Embora pelo efeito do caso julgado nada obstasse a novo requerimento de arresto, em virtude da alegação de novos factos, que traduzem uma distinta causa de pedir, já o disposto no n.º 4 do art. 381.º do CPC obstava a que se instaurasse novo arresto, no âmbito da mesma ação declarativa de efetivação de responsabilidade civil, nomeadamente quando o arresto anterior foi julgado injustificado.

Texto Parcial

Acordam no Tribunal da Relação de Lisboa:

I – RELATÓRIO
B – Concessão Rodoviária, S.A., instaurou, em 15 de fevereiro de 2012, no Juízo de Grande Instância Cível da Comarca de Lisboa-Noroeste, contra E – Fundo de Investimento Imobiliário Fechado, representado pela ESAF, (…), S.A., procedimento cautelar especificado, pedindo que fosse decretado o arresto dos imóveis identificados, para garantia de um crédito, no valor de € 7 801 034,98, resultante dos danos causados pelo desabamento de terras, provenientes de um prédio do Requerido, que invadiram a auto-estrada A9/CREL, impedindo o trânsito de veículos, e cujo crédito corre o risco de não ser satisfeito.
Realizada a audiência, para a produção da prova, em 3 de abril de 2012, foi proferida decisão a decretar o arresto.
O Requerido veio, depois, deduzir oposição, concluindo pela revogação do arresto decretado ou pela sua redução. Para tanto, alegou, em síntese, a repetição do procedimento cautelar, a inexistência de caso julgado quanto à aparência do direito de crédito, a falta desse direito, a falta de demonstração do risco de perda da garantia patrimonial e ainda o arresto ser manifestamente desproporcional em relação ao crédito a garantir.
Realizada nova audiência com produção de prova, foi proferida, em 8 de outubro de 2012, decisão a manter o arresto decretado.

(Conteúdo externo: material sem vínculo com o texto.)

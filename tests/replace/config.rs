//! Namespaces built from TOML config files.

use crate::common::*;
use strata_replica::{ConfigError, CONFIG_FILE_NAME};
use tempfile::TempDir;

#[test]
fn namespace_from_config_file() {
    let dir = TempDir::new().unwrap();
    let path = dir.path().join(CONFIG_FILE_NAME);
    std::fs::write(
        &path,
        r#"
name = "users"
storage = "device"
single_bin = true
conflict_resolution_policy = "last-update-time"
index_capacity = 64
"#,
    )
    .unwrap();

    let config = NamespaceConfig::from_file(&path).unwrap();
    let ns = Namespace::from_config(config).unwrap();
    assert_eq!(ns.name(), "users");
    assert_eq!(ns.layout(), StorageLayout::DEVICE_SINGLE_BIN);
    assert_eq!(
        ns.conflict_resolution_policy(),
        ConflictResolutionPolicy::LastUpdateTime
    );
    assert_eq!(ns.index().capacity(), 64);

    ns.replace_if_better(&remote(Origin::Migration, b"k", 1, 1))
        .unwrap();
    assert_eq!(ns.read(&digest(b"k")).unwrap().bins, vec![Bin::new("v", 1i64)]);
}

#[test]
fn written_config_reloads() {
    let dir = TempDir::new().unwrap();
    let path = dir.path().join(CONFIG_FILE_NAME);
    let config = NamespaceConfig::new("orders")
        .with_strong_consistency(true)
        .with_max_record_size(4096);
    config.write_to_file(&path).unwrap();

    let loaded = NamespaceConfig::from_file(&path).unwrap();
    assert_eq!(loaded, config);
    let ns = Namespace::from_config(loaded).unwrap();
    assert_eq!(
        ns.conflict_resolution_policy(),
        ConflictResolutionPolicy::Consistency
    );
}

#[test]
fn invalid_files_are_rejected() {
    let dir = TempDir::new().unwrap();
    let path = dir.path().join(CONFIG_FILE_NAME);

    assert!(matches!(
        NamespaceConfig::from_file(&path),
        Err(ConfigError::Io { .. })
    ));

    std::fs::write(&path, "name = \"x\"\nstorage = \"tape\"\n").unwrap();
    assert_eq!(
        NamespaceConfig::from_file(&path),
        Err(ConfigError::InvalidStorage("tape".to_string()))
    );

    std::fs::write(&path, "name = \"x\"\nconflict_resolution_policy = \"consistency\"\n").unwrap();
    assert_eq!(
        NamespaceConfig::from_file(&path),
        Err(ConfigError::ConsistencyPolicyNotConfigurable)
    );

    std::fs::write(&path, "name = [").unwrap();
    assert!(matches!(
        NamespaceConfig::from_file(&path),
        Err(ConfigError::Parse(_))
    ));
}
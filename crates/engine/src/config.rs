//! Namespace configuration via `namespace.toml`
//!
//! A namespace is configured from a small TOML file. Missing fields take
//! defaults; `validate` rejects combinations the replace path cannot serve.

use serde::{Deserialize, Serialize};
use std::path::Path;
use strata_core::{ConflictResolutionPolicy, StorageLayout};

/// Config file name for a namespace
pub const CONFIG_FILE_NAME: &str = "namespace.toml";

/// Longest namespace name
pub const MAX_NAMESPACE_NAME_LEN: usize = 31;

/// Smallest accepted `max_record_size`
pub const MIN_RECORD_SIZE: usize = 64;

/// Namespace configuration loaded from `namespace.toml`.
///
/// # Example
///
/// ```toml
/// name = "users"
/// storage = "device"
/// conflict_resolution_policy = "last-update-time"
/// index_capacity = 1048576
/// ```
#[derive(Debug, Clone, Serialize, Deserialize, PartialEq)]
pub struct NamespaceConfig {
    /// Namespace name.
    pub name: String,
    /// Where bins live: `"memory"` or `"device"`.
    #[serde(default = "default_storage_str")]
    pub storage: String,
    /// Records hold at most one bin.
    #[serde(default)]
    pub single_bin: bool,
    /// Policy used for migration and duplicate resolution.
    #[serde(default)]
    pub conflict_resolution_policy: ConflictResolutionPolicy,
    /// Strong-consistency namespace.
    #[serde(default)]
    pub strong_consistency: bool,
    /// Index arena slots.
    #[serde(default = "default_index_capacity")]
    pub index_capacity: u32,
    /// Largest record the device accepts, in bytes.
    #[serde(default = "default_max_record_size")]
    pub max_record_size: usize,
    /// Total device capacity, in bytes.
    #[serde(default = "default_device_capacity")]
    pub device_capacity: u64,
    /// Pickle codec id.
    #[serde(default = "default_codec_str")]
    pub codec: String,
}

fn default_storage_str() -> String {
    "memory".to_string()
}

fn default_codec_str() -> String {
    "flat".to_string()
}

fn default_index_capacity() -> u32 {
    1 << 20
}

fn default_max_record_size() -> usize {
    1024 * 1024
}

fn default_device_capacity() -> u64 {
    4 * 1024 * 1024 * 1024
}

impl Default for NamespaceConfig {
    fn default() -> Self {
        Self {
            name: "test".to_string(),
            storage: default_storage_str(),
            single_bin: false,
            conflict_resolution_policy: ConflictResolutionPolicy::default(),
            strong_consistency: false,
            index_capacity: default_index_capacity(),
            max_record_size: default_max_record_size(),
            device_capacity: default_device_capacity(),
            codec: default_codec_str(),
        }
    }
}

impl NamespaceConfig {
    /// Create a config with defaults for the named namespace
    pub fn new(name: impl Into<String>) -> Self {
        Self {
            name: name.into(),
            ..Self::default()
        }
    }

    /// Set storage to `"memory"` or `"device"`
    pub fn with_storage(mut self, storage: impl Into<String>) -> Self {
        self.storage = storage.into();
        self
    }

    /// Set single-bin mode
    pub fn with_single_bin(mut self, single_bin: bool) -> Self {
        self.single_bin = single_bin;
        self
    }

    /// Set the conflict-resolution policy
    pub fn with_conflict_resolution_policy(mut self, policy: ConflictResolutionPolicy) -> Self {
        self.conflict_resolution_policy = policy;
        self
    }

    /// Set strong-consistency mode
    pub fn with_strong_consistency(mut self, enabled: bool) -> Self {
        self.strong_consistency = enabled;
        self
    }

    /// Set the index arena size
    pub fn with_index_capacity(mut self, slots: u32) -> Self {
        self.index_capacity = slots;
        self
    }

    /// Set the per-record size limit
    pub fn with_max_record_size(mut self, bytes: usize) -> Self {
        self.max_record_size = bytes;
        self
    }

    /// Set the device capacity
    pub fn with_device_capacity(mut self, bytes: u64) -> Self {
        self.device_capacity = bytes;
        self
    }

    /// Set the pickle codec id
    pub fn with_codec(mut self, codec: impl Into<String>) -> Self {
        self.codec = codec.into();
        self
    }

    /// Storage layout implied by `storage` and `single_bin`.
    ///
    /// # Errors
    ///
    /// Returns an error if `storage` is not `"memory"` or `"device"`.
    pub fn layout(&self) -> Result<StorageLayout, ConfigError> {
        let bins_in_memory = match self.storage.as_str() {
            "memory" => true,
            "device" => false,
            other => return Err(ConfigError::InvalidStorage(other.to_string())),
        };
        Ok(StorageLayout {
            bins_in_memory,
            single_bin: self.single_bin,
        })
    }

    /// Validate configuration
    pub fn validate(&self) -> Result<(), ConfigError> {
        if self.name.is_empty() || self.name.len() > MAX_NAMESPACE_NAME_LEN {
            return Err(ConfigError::InvalidName(self.name.clone()));
        }
        self.layout()?;
        if self.conflict_resolution_policy == ConflictResolutionPolicy::Consistency {
            return Err(ConfigError::ConsistencyPolicyNotConfigurable);
        }
        if self.index_capacity == 0 {
            return Err(ConfigError::ZeroIndexCapacity);
        }
        if self.max_record_size < MIN_RECORD_SIZE {
            return Err(ConfigError::RecordSizeTooSmall(self.max_record_size));
        }
        if self.device_capacity < self.max_record_size as u64 {
            return Err(ConfigError::DeviceSmallerThanRecord);
        }
        if strata_storage::get_codec(&self.codec).is_err() {
            return Err(ConfigError::UnknownCodec(self.codec.clone()));
        }
        Ok(())
    }

    /// Small in-memory namespace for tests
    pub fn for_testing() -> Self {
        Self {
            name: "test".to_string(),
            index_capacity: 1024,
            max_record_size: 128 * 1024,
            device_capacity: 64 * 1024 * 1024,
            ..Self::default()
        }
    }

    /// Returns the default config file content with comments.
    pub fn default_toml() -> &'static str {
        r#"# Namespace configuration
name = "test"

# Where bins live: "memory" (default) or "device"
storage = "memory"

# Records hold at most one bin (default: false)
single_bin = false

# Conflict resolution for migration and duplicate resolution:
#   "generation" (default) or "last-update-time"
# Replica writes always resolve by last-update-time.
conflict_resolution_policy = "generation"

# Strong consistency (default: false)
strong_consistency = false

# Index arena slots (default: 1048576)
index_capacity = 1048576

# Largest record the device accepts, bytes (default: 1 MiB)
max_record_size = 1048576

# Total device capacity, bytes (default: 4 GiB)
device_capacity = 4294967296

# Pickle codec (default: "flat")
codec = "flat"
"#
    }

    /// Parse and validate config from a TOML string
    pub fn from_toml_str(content: &str) -> Result<Self, ConfigError> {
        let config: NamespaceConfig =
            toml::from_str(content).map_err(|e| ConfigError::Parse(e.to_string()))?;
        config.validate()?;
        Ok(config)
    }

    /// Read, parse and validate config from a file path.
    ///
    /// # Errors
    ///
    /// Returns an error if the file cannot be read, parsed or validated.
    pub fn from_file(path: &Path) -> Result<Self, ConfigError> {
        let content = std::fs::read_to_string(path).map_err(|e| ConfigError::Io {
            path: path.display().to_string(),
            reason: e.to_string(),
        })?;
        Self::from_toml_str(&content)
    }

    /// Serialize this config to TOML and write it to the given path.
    pub fn write_to_file(&self, path: &Path) -> Result<(), ConfigError> {
        let content =
            toml::to_string_pretty(self).map_err(|e| ConfigError::Parse(e.to_string()))?;
        std::fs::write(path, content).map_err(|e| ConfigError::Io {
            path: path.display().to_string(),
            reason: e.to_string(),
        })
    }
}

/// Namespace configuration errors
#[derive(Debug, Clone, PartialEq, Eq, thiserror::Error)]
pub enum ConfigError {
    /// Config file could not be read or written
    #[error("Failed to access config file '{path}': {reason}")]
    Io {
        /// File path
        path: String,
        /// Underlying error
        reason: String,
    },

    /// TOML could not be parsed
    #[error("Failed to parse namespace config: {0}")]
    Parse(String),

    /// Namespace name empty or too long
    #[error("Invalid namespace name '{0}'")]
    InvalidName(String),

    /// Unknown storage kind
    #[error("Invalid storage '{0}'. Expected \"memory\" or \"device\".")]
    InvalidStorage(String),

    /// The consistency policy follows from `strong_consistency`
    #[error("conflict_resolution_policy cannot be \"consistency\"; set strong_consistency instead")]
    ConsistencyPolicyNotConfigurable,

    /// Index needs at least one slot
    #[error("index_capacity must be at least 1")]
    ZeroIndexCapacity,

    /// Record size limit below the minimum
    #[error("max_record_size {0} is below the minimum of 64 bytes")]
    RecordSizeTooSmall(usize),

    /// Device cannot hold even one maximum-size record
    #[error("device_capacity cannot be smaller than max_record_size")]
    DeviceSmallerThanRecord,

    /// No pickle codec registered under this id
    #[error("Unknown codec '{0}'")]
    UnknownCodec(String),
}
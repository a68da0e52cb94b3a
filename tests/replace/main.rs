//! Integration tests for record replacement across storage layouts.


mod concurrency;
mod config;
mod lifecycle;
mod properties;
mod replication;
mod scenarios;
mod truncation;
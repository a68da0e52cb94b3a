//! Reference counts, device handles and statistics across replace paths.

use crate::common::*;

/// Drive one record through every terminal outcome
fn every_outcome(t: &TestNs) {
    let _ = t.ns.replace_if_better(&remote(Origin::Migration, b"k", 1, 10));
    let _ = t.ns.replace_if_better(&remote(Origin::Migration, b"k", 1, 10));
    let _ = t
        .ns
        .replace_if_better(&remote(Origin::DuplicateResolution, b"k", 0, 10));
    let _ = t.ns.replace_if_better(&remote(Origin::Replication, b"k", 1, 5));
    let _ = t.ns.replace_if_better(&remote(Origin::Replication, b"k", 2, 20));
    t.device.fail_next_write(StorageError::DeviceOverload);
    let _ = t.ns.replace_if_better(&remote(Origin::Migration, b"k", 3, 30));
}

#[test]
fn references_and_handles_released_on_every_path() {
    for (storage, single_bin) in LAYOUTS {
        let t = TestNs::with_layout(storage, single_bin);
        every_outcome(&t);

        assert_eq!(t.ns.index().ref_count(&digest(b"k")), Some(0));
        assert!(!t.ns.index().is_locked(&digest(b"k")));
        t.assert_handles_closed();
    }
}

#[test]
fn outcome_counters() {
    let t = TestNs::memory();
    every_outcome(&t);

    let stats = t.ns.stats();
    assert_eq!(stats.replace_applied, 2);
    assert_eq!(stats.replace_rejected, 3);
    assert_eq!(stats.replace_failed, 1);
    assert_eq!(stats.replace_truncated, 0);
    assert_eq!(stats.objects, 1);
}

#[test]
fn set_object_count_tracks_first_commit_only() {
    let t = TestNs::device();
    for gen in 1..=5 {
        t.ns.replace_if_better(&remote(Origin::Migration, b"k", gen, u64::from(gen)))
            .unwrap();
    }
    let set = t.ns.sets().get(SET).unwrap();
    assert_eq!(t.ns.sets().objects(set), 1);

    t.ns.drop_record(&digest(b"k")).unwrap();
    assert_eq!(t.ns.sets().objects(set), 0);
    assert_eq!(t.device.record_count(), 0);
}

#[test]
fn expirable_transitions() {
    let t = TestNs::memory();
    let far = strata_replica::clock::now_void_time() + 3600;

    t.ns.replace_if_better(&remote(Origin::Migration, b"e", 1, 1))
        .unwrap();
    assert_eq!(t.ns.stats().non_expirable_objects, 1);

    let rr = RemoteRecord::builder(digest(b"e"), Origin::Migration)
        .generation(2)
        .last_update_time(2)
        .void_time(far)
        .bins(&FlatCodec, &[Bin::new("v", 2i64)])
        .build();
    t.ns.replace_if_better(&rr).unwrap();
    assert_eq!(t.ns.stats().non_expirable_objects, 0);
    assert_eq!(t.ns.read(&digest(b"e")).unwrap().void_time, far);

    t.ns.drop_record(&digest(b"e")).unwrap();
    assert_eq!(t.ns.stats().non_expirable_objects, 0);
}

#[test]
fn memory_accounting_follows_bin_size() {
    let t = TestNs::memory();
    let small = remote_with_bins(Origin::Migration, b"m", 1, 1, &[Bin::new("s", "a")]);
    t.ns.replace_if_better(&small).unwrap();
    let after_small = t.ns.stats().memory_data_bytes;
    assert!(after_small > 0);

    let long = "b".repeat(4096);
    let large = remote_with_bins(Origin::Migration, b"m", 2, 2, &[Bin::new("s", long.as_str())]);
    t.ns.replace_if_better(&large).unwrap();
    assert!(t.ns.stats().memory_data_bytes >= after_small + 4000);

    t.ns.drop_record(&digest(b"m")).unwrap();
    assert_eq!(t.ns.stats().memory_data_bytes, 0);
}

#[test]
fn device_namespace_keeps_no_bins_in_memory() {
    let t = TestNs::device();
    let long = "c".repeat(4096);
    t.ns.replace_if_better(&remote_with_bins(
        Origin::Migration,
        b"d",
        1,
        1,
        &[Bin::new("s", long.as_str())],
    ))
    .unwrap();
    assert_eq!(t.ns.stats().memory_data_bytes, 0);
    assert_eq!(
        t.ns.read(&digest(b"d")).unwrap().bins,
        vec![Bin::new("s", long.as_str())]
    );
}

#[test]
fn secondary_index_follows_replacements() {
    for storage in ["memory", "device"] {
        let t = TestNs::with_layout(storage, false);
        let set = t.ns.register_set(SET).unwrap();
        t.sindex.create_index(Some(set), "age");

        let v1 = remote_with_bins(Origin::Migration, b"s", 1, 1, &[Bin::new("age", 30i64)]);
        t.ns.replace_if_better(&v1).unwrap();
        assert!(t.ns.read(&v1.digest).unwrap().in_sindex);

        let v2 = remote_with_bins(Origin::Migration, b"s", 2, 2, &[Bin::new("age", 31i64)]);
        t.ns.replace_if_better(&v2).unwrap();
        assert!(t
            .sindex
            .lookup(Some(set), "age", &strata_replica::IndexKey::Integer(30))
            .is_empty());
        assert_eq!(
            t.sindex
                .lookup(Some(set), "age", &strata_replica::IndexKey::Integer(31)),
            vec![v1.digest]
        );

        let v3 = remote_with_bins(Origin::Migration, b"s", 3, 3, &[Bin::new("name", "x")]);
        t.ns.replace_if_better(&v3).unwrap();
        assert!(!t.ns.read(&v1.digest).unwrap().in_sindex);
        assert_eq!(t.sindex.entry_count(), 0);
    }
}

#[test]
fn drop_pending_record_is_forbidden() {
    let t = TestNs::memory();
    t.ns.replace_if_better(&remote(Origin::Migration, b"x", 1, 1))
        .unwrap();
    t.ns.mark_drop_pending(&digest(b"x")).unwrap();

    let err = t
        .ns
        .replace_if_better(&remote(Origin::Migration, b"x", 2, 2))
        .unwrap_err();
    assert_eq!(err.result_code().as_u8(), 22);
    assert_eq!(t.generation(b"x"), Some(Generation::new(1)));
    t.assert_handles_closed();
}
//! Size limits for records, bins and sets
//!
//! These limits are enforced when remote payloads are decoded and when set
//! names are interned. Violations are reported as `LimitError` and surface to
//! replace callers as `BadParam` or `Corrupt`, depending on where they are hit.
//!
//! ## Contract
//!
//! The limits are part of the on-device and wire contract and cannot change
//! without a format version bump.

use thiserror::Error;

/// Size of a record digest in bytes.
pub const DIGEST_SIZE: usize = 20;

/// Number of partitions a namespace is split into.
pub const N_PARTITIONS: u16 = 4096;

/// Maximum number of bins a multi-bin record may hold.
pub const MAX_BINS: usize = 32_767;

/// Maximum bin name length in bytes.
pub const MAX_BIN_NAME_LEN: usize = 15;

/// Maximum set name length in bytes.
pub const MAX_SET_NAME_LEN: usize = 63;

/// Maximum number of distinct sets per namespace.
pub const MAX_SETS: usize = 1023;

/// Characters that may not appear in a set name.
const FORBIDDEN_SET_NAME_CHARS: [char; 3] = [':', ';', '\0'];

/// Limit violation errors
#[derive(Debug, Clone, PartialEq, Eq, Error)]
pub enum LimitError {
    /// Bin name is empty
    #[error("bin name is empty")]
    EmptyBinName,

    /// Bin name exceeds maximum length
    #[error("bin name too long: {actual} bytes exceeds maximum {max}")]
    BinNameTooLong {
        /// Actual length
        actual: usize,
        /// Maximum allowed
        max: usize,
    },

    /// Record carries more bins than allowed
    #[error("too many bins: {actual} exceeds maximum {max}")]
    TooManyBins {
        /// Actual count
        actual: usize,
        /// Maximum allowed
        max: usize,
    },

    /// Set name is empty
    #[error("set name is empty")]
    EmptySetName,

    /// Set name exceeds maximum length
    #[error("set name too long: {actual} bytes exceeds maximum {max}")]
    SetNameTooLong {
        /// Actual length
        actual: usize,
        /// Maximum allowed
        max: usize,
    },

    /// Set name contains a reserved character
    #[error("set name contains forbidden character {0:?}")]
    SetNameForbiddenChar(char),
}

/// Validate a bin name.
pub fn validate_bin_name(name: &str) -> Result<(), LimitError> {
    if name.is_empty() {
        return Err(LimitError::EmptyBinName);
    }
    if name.len() > MAX_BIN_NAME_LEN {
        return Err(LimitError::BinNameTooLong {
            actual: name.len(),
            max: MAX_BIN_NAME_LEN,
        });
    }
    Ok(())
}

/// Validate a bin count against the layout's maximum.
pub fn validate_bin_count(count: usize, max: usize) -> Result<(), LimitError> {
    if count > max {
        return Err(LimitError::TooManyBins { actual: count, max });
    }
    Ok(())
}

/// Validate a set name.
pub fn validate_set_name(name: &str) -> Result<(), LimitError> {
    if name.is_empty() {
        return Err(LimitError::EmptySetName);
    }
    if name.len() > MAX_SET_NAME_LEN {
        return Err(LimitError::SetNameTooLong {
            actual: name.len(),
            max: MAX_SET_NAME_LEN,
        });
    }
    if let Some(c) = name.chars().find(|c| FORBIDDEN_SET_NAME_CHARS.contains(c)) {
        return Err(LimitError::SetNameForbiddenChar(c));
    }
    Ok(())
}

Não se conformando com essa decisão, recorreu o Requerido e, tendo alegado, formulou essencialmente as seguintes conclusões:
a) Foi violado o disposto no art. 381.º, n.º 4, do CPC, pois o arresto não é mais do que a repetição do arresto requerido a 7.4.2010.
b) Não se verificam os pressupostos legais para o decretamento do arresto, existindo uma clara contradição entre a decisão e a matéria de facto provada.
c) A apreciação feita no acórdão do TRL de 17.11.2011, quanto ao requisito da probabilidade da existência do crédito, não formou caso julgado, tendo sido violado o disposto nos arts. 407.º, n.º 1, 671.º, n.º 1, e 673.º, todos do CPC.
d) Foi ainda violado o disposto no art. 387.º, n.º 1, do CPC, por abstenção na indagação factual do preenchimento do requisito do fumus boni iuris.
e) Desconsiderou-se o acórdão do TRL de 24.1.2012, transitado em julgado, e que admitiu a intervenção na ação dos anteriores proprietários do prédio, violando-se o disposto nos arts. 407.º, n.º 1, 497.º, n.º 1, 498.º, n.º 1, 672.º e 673.º, todos do CPC.
f) A sentença enferma de erro de julgamento, violando o caso julgado do acórdão do TRL de 17.11.2011, na parte em que baseou o arresto no factos dos prédios estarem hipotecados e serem facilmente transacionáveis, violando os arts. 406.º, n.º 1, 407.º, n.º 1, 671.º, n.º 1, e 673.º, todos do CPC.
g) As frações alienadas eram apenas arrecadações e o valor das vendas é insignificante.
h) Os factos provados demonstram que a venda do prédio constitui um ato de gestão prudente do Recorrente, que permite salvaguardar a respetiva solvabilidade e é vantajoso para qualquer dos seus credores.
i) O receio da perda da garantia patrimonial deve ser aferida com base nos factos concretos indiciariamente provados.
j) O arresto decretado poderá conduzir, num curto, prazo, à dissolução do Fundo, sendo os danos sofridos pelo Recorrente muitos superiores aos que a Recorrida pretende evitar.
k) O valor de € 40 000 000,00 excede claramente o crédito que se visa garantir, violando o arresto decretado o disposto nos arts. 387.º, n.º 1, 406.º, n.º 1, 407.º e 408.º, n.º 2, todos do CPC.
Pretende, com o provimento do recurso, a revogação da decisão recorrida.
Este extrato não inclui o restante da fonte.